Problem details → The answer must be every line of the records below that contains the word "NgramCollector".

══════════════════════════════

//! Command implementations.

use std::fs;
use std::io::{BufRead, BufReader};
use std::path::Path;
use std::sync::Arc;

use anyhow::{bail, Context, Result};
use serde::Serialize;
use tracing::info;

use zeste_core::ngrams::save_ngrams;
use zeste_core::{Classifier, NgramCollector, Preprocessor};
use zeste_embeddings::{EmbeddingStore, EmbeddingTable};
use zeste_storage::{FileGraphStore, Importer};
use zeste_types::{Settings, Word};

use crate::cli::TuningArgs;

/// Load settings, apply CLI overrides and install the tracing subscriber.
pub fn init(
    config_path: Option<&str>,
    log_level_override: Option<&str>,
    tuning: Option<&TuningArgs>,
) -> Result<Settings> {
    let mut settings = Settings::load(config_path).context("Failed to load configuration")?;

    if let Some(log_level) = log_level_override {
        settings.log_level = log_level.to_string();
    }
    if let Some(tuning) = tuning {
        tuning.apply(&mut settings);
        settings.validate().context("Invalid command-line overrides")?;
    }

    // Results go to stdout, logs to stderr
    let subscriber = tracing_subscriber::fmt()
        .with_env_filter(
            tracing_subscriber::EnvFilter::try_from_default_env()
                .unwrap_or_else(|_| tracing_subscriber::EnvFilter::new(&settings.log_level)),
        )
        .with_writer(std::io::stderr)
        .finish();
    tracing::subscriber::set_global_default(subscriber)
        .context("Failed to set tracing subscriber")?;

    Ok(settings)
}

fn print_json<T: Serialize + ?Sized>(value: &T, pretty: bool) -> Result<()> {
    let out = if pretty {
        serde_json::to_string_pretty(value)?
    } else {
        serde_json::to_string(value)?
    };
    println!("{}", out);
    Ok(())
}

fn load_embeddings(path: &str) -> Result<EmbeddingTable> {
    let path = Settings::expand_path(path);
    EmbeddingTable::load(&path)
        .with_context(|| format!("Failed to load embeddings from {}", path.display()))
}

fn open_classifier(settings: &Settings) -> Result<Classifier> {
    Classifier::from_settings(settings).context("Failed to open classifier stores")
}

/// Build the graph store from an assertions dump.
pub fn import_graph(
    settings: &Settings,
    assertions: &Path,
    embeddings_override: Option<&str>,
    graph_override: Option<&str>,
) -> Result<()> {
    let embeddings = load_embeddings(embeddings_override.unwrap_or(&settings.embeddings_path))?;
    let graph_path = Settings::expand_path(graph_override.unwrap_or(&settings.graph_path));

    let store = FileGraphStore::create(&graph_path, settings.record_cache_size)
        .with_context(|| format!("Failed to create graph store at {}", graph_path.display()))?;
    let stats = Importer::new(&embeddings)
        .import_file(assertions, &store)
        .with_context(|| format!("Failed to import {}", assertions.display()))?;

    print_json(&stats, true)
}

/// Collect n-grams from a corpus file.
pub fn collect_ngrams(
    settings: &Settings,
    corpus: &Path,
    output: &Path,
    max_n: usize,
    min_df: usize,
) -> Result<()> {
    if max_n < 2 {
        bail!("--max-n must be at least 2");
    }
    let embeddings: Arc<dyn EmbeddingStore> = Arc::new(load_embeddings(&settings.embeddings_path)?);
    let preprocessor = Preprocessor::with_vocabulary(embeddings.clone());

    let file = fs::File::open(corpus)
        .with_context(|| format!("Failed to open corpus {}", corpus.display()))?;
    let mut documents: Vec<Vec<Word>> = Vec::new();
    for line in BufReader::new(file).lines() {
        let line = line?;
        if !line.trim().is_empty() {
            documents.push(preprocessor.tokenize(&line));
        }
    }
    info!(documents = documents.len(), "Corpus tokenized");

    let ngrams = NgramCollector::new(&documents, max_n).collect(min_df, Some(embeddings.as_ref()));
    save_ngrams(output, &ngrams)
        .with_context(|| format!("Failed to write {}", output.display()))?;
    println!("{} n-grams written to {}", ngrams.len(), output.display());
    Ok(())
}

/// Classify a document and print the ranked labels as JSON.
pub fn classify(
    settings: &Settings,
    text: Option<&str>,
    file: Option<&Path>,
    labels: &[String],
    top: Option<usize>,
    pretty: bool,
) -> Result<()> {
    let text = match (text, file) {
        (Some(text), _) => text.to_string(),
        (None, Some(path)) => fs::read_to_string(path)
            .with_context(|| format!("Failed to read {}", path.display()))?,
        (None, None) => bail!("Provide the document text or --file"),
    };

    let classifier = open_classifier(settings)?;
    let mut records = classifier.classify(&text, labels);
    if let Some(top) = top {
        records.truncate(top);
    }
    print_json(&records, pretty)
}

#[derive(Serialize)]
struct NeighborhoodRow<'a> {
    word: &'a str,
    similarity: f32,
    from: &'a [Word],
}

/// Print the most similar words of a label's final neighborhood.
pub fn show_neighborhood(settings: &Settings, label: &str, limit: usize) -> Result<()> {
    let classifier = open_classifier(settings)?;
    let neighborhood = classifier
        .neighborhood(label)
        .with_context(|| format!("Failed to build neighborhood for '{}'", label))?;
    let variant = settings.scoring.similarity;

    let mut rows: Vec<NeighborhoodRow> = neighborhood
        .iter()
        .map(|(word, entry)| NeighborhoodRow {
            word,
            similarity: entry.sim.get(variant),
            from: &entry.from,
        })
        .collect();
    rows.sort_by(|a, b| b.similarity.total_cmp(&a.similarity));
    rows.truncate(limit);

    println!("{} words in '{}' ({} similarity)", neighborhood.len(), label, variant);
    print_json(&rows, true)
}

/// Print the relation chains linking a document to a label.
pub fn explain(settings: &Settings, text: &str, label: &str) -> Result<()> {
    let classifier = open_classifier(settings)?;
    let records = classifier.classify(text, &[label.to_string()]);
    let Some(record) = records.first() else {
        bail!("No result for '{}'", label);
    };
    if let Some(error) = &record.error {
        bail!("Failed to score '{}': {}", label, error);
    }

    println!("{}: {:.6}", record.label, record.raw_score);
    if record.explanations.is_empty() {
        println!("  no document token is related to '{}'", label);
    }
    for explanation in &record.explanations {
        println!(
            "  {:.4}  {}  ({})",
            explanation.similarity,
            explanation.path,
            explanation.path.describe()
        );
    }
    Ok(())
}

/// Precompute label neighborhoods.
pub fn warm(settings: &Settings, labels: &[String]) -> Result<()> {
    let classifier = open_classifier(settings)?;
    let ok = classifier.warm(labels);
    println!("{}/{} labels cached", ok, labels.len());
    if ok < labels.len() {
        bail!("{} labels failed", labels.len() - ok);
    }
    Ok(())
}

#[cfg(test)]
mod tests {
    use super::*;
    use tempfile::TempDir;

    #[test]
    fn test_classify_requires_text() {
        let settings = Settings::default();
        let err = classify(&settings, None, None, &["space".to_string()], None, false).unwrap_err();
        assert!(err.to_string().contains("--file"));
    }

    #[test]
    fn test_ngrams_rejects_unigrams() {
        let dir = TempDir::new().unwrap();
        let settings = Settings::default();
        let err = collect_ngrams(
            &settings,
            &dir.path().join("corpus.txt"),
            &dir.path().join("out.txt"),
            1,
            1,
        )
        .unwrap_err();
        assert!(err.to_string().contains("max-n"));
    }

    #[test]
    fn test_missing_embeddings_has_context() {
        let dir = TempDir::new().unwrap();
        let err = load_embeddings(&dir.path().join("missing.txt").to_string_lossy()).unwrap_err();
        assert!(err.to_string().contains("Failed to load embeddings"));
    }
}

══════════════════════════════

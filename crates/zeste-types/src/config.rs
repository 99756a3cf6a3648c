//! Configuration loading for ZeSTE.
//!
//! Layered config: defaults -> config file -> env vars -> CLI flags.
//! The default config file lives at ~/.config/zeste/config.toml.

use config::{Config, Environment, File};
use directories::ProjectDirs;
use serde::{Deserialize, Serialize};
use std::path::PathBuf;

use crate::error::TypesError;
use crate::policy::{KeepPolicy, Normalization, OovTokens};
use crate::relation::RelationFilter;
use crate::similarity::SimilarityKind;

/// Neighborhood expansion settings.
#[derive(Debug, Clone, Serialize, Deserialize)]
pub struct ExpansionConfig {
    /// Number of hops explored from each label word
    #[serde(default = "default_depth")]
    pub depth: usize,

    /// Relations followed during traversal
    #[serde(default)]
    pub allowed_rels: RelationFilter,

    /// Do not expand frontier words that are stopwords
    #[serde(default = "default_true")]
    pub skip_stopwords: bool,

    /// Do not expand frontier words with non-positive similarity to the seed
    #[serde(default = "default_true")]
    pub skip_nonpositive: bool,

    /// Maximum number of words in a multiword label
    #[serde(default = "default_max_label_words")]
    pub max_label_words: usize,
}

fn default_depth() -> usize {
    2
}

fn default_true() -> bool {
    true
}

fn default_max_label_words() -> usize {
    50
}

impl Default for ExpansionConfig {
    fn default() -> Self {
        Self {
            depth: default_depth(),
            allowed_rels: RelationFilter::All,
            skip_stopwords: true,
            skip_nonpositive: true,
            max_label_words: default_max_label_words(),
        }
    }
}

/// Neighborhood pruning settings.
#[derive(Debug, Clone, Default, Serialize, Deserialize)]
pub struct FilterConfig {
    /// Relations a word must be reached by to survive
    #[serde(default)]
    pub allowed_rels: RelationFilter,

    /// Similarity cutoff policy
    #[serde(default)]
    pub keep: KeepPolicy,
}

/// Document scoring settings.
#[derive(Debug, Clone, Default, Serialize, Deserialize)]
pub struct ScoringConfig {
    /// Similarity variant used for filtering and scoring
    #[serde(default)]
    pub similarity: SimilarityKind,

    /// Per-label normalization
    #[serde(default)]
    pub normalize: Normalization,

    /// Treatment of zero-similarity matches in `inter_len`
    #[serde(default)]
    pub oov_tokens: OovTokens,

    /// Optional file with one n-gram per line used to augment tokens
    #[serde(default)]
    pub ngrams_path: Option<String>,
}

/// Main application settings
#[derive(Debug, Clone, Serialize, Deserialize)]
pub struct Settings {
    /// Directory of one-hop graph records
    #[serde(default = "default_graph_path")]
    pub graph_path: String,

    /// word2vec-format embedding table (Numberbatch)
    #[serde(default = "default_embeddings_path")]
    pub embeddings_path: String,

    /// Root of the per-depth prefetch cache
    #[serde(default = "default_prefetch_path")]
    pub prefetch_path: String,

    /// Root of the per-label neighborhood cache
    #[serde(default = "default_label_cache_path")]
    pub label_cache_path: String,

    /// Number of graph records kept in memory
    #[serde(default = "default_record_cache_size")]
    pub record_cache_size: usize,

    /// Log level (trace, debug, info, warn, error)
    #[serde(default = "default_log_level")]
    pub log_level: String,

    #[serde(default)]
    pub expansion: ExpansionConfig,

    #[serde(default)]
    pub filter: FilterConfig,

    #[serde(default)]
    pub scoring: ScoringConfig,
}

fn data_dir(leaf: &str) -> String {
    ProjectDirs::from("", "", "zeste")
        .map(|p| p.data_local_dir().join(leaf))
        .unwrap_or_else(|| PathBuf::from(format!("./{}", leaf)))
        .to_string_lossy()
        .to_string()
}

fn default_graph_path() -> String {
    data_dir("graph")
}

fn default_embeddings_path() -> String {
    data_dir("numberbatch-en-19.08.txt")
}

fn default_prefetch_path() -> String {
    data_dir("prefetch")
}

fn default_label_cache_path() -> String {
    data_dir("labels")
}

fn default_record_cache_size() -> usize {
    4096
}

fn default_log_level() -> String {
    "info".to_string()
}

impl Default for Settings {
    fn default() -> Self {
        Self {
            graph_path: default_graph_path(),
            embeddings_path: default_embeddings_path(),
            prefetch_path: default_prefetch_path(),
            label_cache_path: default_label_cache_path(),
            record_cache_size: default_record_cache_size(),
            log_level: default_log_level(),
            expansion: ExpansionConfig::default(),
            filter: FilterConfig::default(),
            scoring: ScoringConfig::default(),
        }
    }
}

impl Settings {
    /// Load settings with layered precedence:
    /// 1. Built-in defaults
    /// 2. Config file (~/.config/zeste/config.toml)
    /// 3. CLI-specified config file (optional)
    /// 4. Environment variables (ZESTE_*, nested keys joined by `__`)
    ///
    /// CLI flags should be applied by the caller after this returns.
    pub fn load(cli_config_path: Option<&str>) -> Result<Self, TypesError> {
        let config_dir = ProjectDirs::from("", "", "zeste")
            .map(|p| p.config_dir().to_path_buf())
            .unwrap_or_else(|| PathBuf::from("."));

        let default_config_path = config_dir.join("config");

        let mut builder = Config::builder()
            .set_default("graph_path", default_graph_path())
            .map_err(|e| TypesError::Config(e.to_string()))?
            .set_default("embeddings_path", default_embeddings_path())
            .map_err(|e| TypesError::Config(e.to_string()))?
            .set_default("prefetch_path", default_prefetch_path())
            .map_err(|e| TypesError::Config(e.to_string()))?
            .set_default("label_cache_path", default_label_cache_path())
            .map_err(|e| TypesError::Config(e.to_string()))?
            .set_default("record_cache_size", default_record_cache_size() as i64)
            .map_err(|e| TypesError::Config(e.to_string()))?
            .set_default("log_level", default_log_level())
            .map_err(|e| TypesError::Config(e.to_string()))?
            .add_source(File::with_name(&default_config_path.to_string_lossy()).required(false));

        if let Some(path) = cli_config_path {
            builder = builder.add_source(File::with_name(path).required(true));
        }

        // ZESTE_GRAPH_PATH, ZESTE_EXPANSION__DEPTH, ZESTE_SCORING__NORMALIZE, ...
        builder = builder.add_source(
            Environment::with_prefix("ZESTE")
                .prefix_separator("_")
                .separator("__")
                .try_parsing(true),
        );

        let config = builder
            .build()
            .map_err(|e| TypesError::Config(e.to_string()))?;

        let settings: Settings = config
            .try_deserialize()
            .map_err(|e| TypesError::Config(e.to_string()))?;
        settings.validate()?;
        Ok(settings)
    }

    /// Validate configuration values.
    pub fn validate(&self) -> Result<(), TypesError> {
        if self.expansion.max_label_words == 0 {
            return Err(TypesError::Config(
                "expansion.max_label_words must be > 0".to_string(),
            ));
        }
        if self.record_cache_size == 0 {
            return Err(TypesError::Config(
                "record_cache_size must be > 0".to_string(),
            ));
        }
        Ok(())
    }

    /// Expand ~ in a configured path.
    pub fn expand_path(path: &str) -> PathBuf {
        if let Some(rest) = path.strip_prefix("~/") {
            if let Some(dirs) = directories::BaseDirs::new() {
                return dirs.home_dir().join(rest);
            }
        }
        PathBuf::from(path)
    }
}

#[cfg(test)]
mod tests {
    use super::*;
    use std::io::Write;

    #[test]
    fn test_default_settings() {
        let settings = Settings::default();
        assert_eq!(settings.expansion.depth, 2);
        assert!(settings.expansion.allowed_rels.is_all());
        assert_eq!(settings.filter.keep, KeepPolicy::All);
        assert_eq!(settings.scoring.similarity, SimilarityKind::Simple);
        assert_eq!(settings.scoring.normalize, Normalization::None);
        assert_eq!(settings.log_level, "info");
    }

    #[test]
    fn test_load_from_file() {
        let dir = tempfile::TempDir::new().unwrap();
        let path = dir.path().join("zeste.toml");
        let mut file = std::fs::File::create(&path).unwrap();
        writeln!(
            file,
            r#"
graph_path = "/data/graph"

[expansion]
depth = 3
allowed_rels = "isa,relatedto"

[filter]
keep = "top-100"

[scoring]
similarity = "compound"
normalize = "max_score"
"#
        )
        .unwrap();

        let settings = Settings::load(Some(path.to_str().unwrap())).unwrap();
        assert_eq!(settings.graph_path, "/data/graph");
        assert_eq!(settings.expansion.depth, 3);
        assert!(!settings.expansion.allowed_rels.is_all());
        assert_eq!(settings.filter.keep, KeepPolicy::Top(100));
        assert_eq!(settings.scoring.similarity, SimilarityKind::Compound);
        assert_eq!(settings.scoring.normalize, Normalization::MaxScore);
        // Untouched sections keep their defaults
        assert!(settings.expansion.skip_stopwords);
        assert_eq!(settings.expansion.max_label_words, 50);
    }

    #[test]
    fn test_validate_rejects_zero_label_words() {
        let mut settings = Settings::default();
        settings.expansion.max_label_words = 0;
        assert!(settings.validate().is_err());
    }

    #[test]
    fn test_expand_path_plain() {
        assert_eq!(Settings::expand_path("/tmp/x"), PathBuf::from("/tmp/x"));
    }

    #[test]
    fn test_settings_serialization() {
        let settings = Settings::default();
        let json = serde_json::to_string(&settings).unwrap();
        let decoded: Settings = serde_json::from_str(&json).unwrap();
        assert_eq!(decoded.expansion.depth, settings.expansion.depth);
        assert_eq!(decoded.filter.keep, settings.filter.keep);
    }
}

══════════════════════════════

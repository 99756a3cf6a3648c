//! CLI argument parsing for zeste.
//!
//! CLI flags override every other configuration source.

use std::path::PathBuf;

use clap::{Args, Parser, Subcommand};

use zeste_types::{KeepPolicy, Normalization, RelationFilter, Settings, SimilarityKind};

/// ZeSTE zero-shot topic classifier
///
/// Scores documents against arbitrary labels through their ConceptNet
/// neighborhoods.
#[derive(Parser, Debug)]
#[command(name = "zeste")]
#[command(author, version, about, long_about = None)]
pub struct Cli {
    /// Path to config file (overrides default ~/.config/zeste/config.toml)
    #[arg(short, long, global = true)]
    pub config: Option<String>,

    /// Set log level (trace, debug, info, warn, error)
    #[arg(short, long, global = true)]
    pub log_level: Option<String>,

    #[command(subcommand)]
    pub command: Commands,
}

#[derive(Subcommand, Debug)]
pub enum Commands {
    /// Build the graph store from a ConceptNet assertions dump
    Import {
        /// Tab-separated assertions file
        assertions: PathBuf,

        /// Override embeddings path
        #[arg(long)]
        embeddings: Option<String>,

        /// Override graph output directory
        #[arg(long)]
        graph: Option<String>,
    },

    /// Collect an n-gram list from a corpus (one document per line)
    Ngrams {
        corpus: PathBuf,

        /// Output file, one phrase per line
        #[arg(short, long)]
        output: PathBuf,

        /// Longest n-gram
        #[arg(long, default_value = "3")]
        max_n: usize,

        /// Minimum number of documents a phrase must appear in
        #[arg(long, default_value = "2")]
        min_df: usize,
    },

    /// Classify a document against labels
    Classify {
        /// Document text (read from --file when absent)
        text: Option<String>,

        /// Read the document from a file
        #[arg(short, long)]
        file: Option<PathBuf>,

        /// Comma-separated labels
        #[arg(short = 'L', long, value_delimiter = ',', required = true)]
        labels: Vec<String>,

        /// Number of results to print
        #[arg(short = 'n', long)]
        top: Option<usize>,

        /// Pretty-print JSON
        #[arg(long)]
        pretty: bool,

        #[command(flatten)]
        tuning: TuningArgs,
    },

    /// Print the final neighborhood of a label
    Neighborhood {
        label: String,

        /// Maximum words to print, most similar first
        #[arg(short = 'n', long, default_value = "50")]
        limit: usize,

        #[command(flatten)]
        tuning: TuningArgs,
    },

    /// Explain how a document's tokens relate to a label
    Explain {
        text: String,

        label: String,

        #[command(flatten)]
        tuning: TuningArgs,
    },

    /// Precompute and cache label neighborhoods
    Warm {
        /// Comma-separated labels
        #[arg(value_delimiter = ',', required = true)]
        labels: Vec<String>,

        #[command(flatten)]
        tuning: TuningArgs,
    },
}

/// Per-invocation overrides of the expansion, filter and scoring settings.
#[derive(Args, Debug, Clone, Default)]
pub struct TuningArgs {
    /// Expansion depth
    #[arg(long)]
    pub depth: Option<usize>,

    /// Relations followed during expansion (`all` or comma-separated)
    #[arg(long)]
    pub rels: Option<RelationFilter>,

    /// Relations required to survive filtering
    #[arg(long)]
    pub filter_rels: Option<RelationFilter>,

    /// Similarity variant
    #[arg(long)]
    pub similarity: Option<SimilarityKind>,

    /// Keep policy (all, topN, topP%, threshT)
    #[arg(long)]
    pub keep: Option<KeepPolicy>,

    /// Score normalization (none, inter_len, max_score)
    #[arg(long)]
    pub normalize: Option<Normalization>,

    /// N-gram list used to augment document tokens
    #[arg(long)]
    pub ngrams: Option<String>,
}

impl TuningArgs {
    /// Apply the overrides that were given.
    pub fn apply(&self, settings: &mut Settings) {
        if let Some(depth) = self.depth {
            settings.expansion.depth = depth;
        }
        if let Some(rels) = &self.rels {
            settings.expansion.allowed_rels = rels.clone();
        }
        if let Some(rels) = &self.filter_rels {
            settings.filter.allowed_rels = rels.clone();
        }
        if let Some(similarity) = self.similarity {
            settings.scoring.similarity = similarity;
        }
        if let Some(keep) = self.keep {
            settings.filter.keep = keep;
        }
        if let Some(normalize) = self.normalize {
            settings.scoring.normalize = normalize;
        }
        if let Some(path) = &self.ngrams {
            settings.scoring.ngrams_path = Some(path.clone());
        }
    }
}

══════════════════════════════

Answer box →
use zeste_core::{Classifier, NgramCollector, Preprocessor};
    let ngrams = NgramCollector::new(&documents, max_n).collect(min_df, Some(embeddings.as_ref()));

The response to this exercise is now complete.